Understanding Lyz could enable medical researchers to design drugs to turn off or on proteins at the cellular level, which could lead to treatment for some of the most difficult to cure diseases such as cancer and HIV.

Lyz is a lysozyme, a protein that degrades the tough cell wall that covers bacterial cells. The name lysozyme means break-out enzyme as coined by Alexander Fleming, who was also the inventor of penicillin.

Lysozymes are everywhere, Young noted. They are even in your tears, where they destroy bacteria that try to enter the eye.

But Lyz is made by a virus growing inside the bacterial cell. The virus has to destroy the cell wall, or the virus babies would be trapped inside the dead body of the bacterium. Originally, the group set out to study how the Lyz protein gets outside the cell to break down the cell wall. They were looking for a holin, a protein that makes holes in the cell membrane to let the lysozyme out.

"Using biochemistry and genetics, Min and Doug (Struck, a research assistant) found something completely unexpected," Young said. Lyz was able to get out of the membrane by presenting a part of the protein as a signal, or tether attached to the membrane. Once outside, Lyz completely changes its shape, withdrawing the signal from the membrane and turning into a jaw-like molecule that almost literally chews up the cell wall, thus allowing release of its progeny.

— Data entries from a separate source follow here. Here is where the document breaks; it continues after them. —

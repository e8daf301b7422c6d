use serde::{Deserialize, Serialize};

use crate::step::WorkflowStepDef;

/// One action of a saga and the step that undoes it.
#[derive(Debug, Clone, PartialEq, Serialize, Deserialize)]
pub struct SagaTransaction {
  pub name: String,
  pub action: WorkflowStepDef,
  #[serde(default, skip_serializing_if = "Option::is_none")]
  pub compensation: Option<WorkflowStepDef>,
}

impl SagaTransaction {
  pub fn new(name: impl Into<String>, action: WorkflowStepDef) -> Self {
    Self {
      name: name.into(),
      action,
      compensation: None,
    }
  }

  pub fn with_compensation(mut self, compensation: WorkflowStepDef) -> Self {
    self.compensation = Some(compensation);
    self
  }
}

It's like one of those transformer toys that you twist and they become something quite different from the original in shape and form, noted Sacchettini, whose group worked out the detailed molecular structure of Lyz before and after its shape-shifting. It's fascinating to know now that the same protein can exist in vastly different states. It's an academic exercise from which a lot of other interesting work and developments may derive.

Also working with Xu, Young, Sacchettini and Struck on the project were: Dr. Sam Arulandu, a post doctoral researcher, and undergraduate student Stephanie Swanson, a senior from Houston.